• [WORK TASK]: Locate the lines of the listing below that hold "WgslType", then copy each of them.

• [AVAILABLE DATA]:
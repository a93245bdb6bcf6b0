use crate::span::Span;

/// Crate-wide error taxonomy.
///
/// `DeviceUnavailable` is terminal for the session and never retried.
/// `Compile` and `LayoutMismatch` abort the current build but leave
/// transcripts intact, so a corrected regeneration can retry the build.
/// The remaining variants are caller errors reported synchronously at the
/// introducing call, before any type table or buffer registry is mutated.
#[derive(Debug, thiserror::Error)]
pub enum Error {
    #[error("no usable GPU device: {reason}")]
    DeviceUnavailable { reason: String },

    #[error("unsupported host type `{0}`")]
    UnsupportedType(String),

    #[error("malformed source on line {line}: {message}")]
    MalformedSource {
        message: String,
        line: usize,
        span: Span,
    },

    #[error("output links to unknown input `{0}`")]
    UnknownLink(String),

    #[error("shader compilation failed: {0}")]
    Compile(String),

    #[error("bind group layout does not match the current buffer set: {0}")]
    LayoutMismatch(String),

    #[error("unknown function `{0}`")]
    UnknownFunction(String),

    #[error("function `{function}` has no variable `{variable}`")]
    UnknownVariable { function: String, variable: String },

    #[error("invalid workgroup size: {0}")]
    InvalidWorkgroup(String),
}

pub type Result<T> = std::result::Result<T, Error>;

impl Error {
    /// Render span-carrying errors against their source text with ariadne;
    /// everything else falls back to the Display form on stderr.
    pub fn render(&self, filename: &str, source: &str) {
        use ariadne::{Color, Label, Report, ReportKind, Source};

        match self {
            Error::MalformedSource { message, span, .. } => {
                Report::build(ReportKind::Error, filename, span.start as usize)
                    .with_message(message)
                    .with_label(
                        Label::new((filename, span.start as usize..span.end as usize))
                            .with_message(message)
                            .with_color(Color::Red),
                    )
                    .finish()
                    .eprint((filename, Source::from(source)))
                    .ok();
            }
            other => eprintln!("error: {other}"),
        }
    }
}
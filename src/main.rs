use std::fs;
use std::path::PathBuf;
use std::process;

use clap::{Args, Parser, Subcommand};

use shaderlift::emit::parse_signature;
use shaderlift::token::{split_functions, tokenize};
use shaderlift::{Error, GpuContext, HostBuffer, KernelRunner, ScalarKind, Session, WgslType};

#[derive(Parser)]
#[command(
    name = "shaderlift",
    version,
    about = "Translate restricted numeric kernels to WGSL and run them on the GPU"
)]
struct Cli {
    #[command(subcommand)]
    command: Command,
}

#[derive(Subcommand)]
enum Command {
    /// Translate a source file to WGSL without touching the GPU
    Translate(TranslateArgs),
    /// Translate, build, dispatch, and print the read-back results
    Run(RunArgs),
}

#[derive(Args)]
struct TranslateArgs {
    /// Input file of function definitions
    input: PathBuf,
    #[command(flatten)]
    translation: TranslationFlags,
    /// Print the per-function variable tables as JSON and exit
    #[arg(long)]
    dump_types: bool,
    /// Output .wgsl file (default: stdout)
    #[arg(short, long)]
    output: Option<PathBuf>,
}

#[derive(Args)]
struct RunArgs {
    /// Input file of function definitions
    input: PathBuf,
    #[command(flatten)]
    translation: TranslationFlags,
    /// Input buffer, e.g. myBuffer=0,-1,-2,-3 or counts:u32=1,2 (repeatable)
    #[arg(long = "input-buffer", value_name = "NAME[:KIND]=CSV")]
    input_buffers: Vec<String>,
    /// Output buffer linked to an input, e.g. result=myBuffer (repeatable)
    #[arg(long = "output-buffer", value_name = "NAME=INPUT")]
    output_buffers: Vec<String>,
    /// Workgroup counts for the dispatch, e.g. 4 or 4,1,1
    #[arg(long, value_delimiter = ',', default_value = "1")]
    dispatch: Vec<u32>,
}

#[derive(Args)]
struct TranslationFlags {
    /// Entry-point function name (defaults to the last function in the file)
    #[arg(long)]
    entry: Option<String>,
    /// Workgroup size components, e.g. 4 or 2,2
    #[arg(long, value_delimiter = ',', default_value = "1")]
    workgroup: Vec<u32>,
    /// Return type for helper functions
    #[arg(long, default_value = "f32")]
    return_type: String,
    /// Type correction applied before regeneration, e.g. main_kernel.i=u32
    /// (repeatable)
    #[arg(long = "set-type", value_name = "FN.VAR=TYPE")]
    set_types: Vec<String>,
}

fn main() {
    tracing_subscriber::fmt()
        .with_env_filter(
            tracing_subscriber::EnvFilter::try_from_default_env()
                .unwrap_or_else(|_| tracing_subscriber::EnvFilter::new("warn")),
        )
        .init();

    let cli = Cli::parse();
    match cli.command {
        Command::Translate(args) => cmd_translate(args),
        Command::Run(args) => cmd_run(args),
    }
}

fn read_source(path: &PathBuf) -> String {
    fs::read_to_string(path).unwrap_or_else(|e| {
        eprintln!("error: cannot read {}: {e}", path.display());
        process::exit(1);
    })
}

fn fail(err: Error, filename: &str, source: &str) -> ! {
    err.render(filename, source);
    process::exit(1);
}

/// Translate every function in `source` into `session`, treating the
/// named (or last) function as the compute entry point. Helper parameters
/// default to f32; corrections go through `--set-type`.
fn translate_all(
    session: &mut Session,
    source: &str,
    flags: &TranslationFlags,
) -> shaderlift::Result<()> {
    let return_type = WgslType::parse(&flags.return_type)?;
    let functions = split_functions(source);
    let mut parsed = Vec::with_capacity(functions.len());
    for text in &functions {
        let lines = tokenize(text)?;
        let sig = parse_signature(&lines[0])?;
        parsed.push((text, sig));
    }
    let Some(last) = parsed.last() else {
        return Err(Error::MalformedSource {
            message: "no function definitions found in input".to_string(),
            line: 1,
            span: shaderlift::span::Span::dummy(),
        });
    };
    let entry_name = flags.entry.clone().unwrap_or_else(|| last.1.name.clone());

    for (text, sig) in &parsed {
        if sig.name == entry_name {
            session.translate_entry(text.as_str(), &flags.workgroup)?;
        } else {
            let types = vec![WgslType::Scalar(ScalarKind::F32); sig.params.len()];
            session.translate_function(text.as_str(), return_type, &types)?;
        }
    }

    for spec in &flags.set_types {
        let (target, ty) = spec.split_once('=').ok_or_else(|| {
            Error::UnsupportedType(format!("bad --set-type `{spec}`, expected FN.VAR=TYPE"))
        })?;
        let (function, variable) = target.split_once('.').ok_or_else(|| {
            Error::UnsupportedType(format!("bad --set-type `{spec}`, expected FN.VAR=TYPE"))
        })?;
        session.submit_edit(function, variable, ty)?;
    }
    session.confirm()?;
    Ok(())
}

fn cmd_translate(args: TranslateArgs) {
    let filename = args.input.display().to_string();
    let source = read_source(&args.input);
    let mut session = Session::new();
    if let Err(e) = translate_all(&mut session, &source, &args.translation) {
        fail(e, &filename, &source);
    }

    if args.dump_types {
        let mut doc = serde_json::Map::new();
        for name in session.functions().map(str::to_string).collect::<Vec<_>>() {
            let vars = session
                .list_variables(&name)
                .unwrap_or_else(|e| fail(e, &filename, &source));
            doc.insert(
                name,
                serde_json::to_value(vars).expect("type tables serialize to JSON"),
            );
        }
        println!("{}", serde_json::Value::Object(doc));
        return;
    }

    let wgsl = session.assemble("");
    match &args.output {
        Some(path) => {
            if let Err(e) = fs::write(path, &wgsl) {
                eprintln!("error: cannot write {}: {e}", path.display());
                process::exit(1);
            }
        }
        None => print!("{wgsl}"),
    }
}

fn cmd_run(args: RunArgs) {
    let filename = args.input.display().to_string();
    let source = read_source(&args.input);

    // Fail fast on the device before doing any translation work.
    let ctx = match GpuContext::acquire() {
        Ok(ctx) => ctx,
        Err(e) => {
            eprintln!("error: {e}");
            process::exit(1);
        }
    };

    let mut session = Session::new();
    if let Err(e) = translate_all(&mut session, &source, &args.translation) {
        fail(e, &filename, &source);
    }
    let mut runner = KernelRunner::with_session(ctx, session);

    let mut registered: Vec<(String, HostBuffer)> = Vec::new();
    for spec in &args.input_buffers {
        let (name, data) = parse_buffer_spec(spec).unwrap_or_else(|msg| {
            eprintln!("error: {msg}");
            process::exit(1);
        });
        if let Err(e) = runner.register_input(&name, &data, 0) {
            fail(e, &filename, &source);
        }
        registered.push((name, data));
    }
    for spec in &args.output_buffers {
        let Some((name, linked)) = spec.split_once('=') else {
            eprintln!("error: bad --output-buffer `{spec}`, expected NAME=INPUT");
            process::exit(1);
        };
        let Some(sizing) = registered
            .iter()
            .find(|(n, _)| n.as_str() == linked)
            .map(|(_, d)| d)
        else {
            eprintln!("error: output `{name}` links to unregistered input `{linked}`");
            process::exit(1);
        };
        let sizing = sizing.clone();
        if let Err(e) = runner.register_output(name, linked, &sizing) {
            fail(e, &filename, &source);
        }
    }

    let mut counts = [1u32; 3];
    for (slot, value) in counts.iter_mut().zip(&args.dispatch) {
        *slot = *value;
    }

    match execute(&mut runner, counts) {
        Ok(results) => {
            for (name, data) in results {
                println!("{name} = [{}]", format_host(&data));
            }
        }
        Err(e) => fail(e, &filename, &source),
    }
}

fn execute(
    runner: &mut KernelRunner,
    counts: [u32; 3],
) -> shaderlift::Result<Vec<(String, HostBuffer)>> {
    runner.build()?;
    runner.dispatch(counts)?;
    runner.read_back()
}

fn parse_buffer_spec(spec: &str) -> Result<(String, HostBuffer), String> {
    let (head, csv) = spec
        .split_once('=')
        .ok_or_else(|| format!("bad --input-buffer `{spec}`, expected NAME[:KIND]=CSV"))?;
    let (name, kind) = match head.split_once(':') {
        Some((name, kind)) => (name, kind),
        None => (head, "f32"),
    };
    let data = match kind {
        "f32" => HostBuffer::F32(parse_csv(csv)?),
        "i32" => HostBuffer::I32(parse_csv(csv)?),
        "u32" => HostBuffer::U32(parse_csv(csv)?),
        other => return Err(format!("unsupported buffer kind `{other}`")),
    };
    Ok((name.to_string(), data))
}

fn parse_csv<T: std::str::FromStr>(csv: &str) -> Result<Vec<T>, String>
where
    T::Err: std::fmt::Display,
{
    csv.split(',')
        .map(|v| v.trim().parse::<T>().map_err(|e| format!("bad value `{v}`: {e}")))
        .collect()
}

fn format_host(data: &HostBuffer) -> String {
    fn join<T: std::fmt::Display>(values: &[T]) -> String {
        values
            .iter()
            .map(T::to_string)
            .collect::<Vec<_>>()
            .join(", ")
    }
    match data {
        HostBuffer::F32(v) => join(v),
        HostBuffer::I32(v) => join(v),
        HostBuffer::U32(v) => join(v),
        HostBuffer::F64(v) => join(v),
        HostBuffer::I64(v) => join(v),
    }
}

• [ANSWER]:
use shaderlift::{Error, GpuContext, HostBuffer, KernelRunner, ScalarKind, Session, WgslType};
    let return_type = WgslType::parse(&flags.return_type)?;
            let types = vec![WgslType::Scalar(ScalarKind::F32); sig.params.len()];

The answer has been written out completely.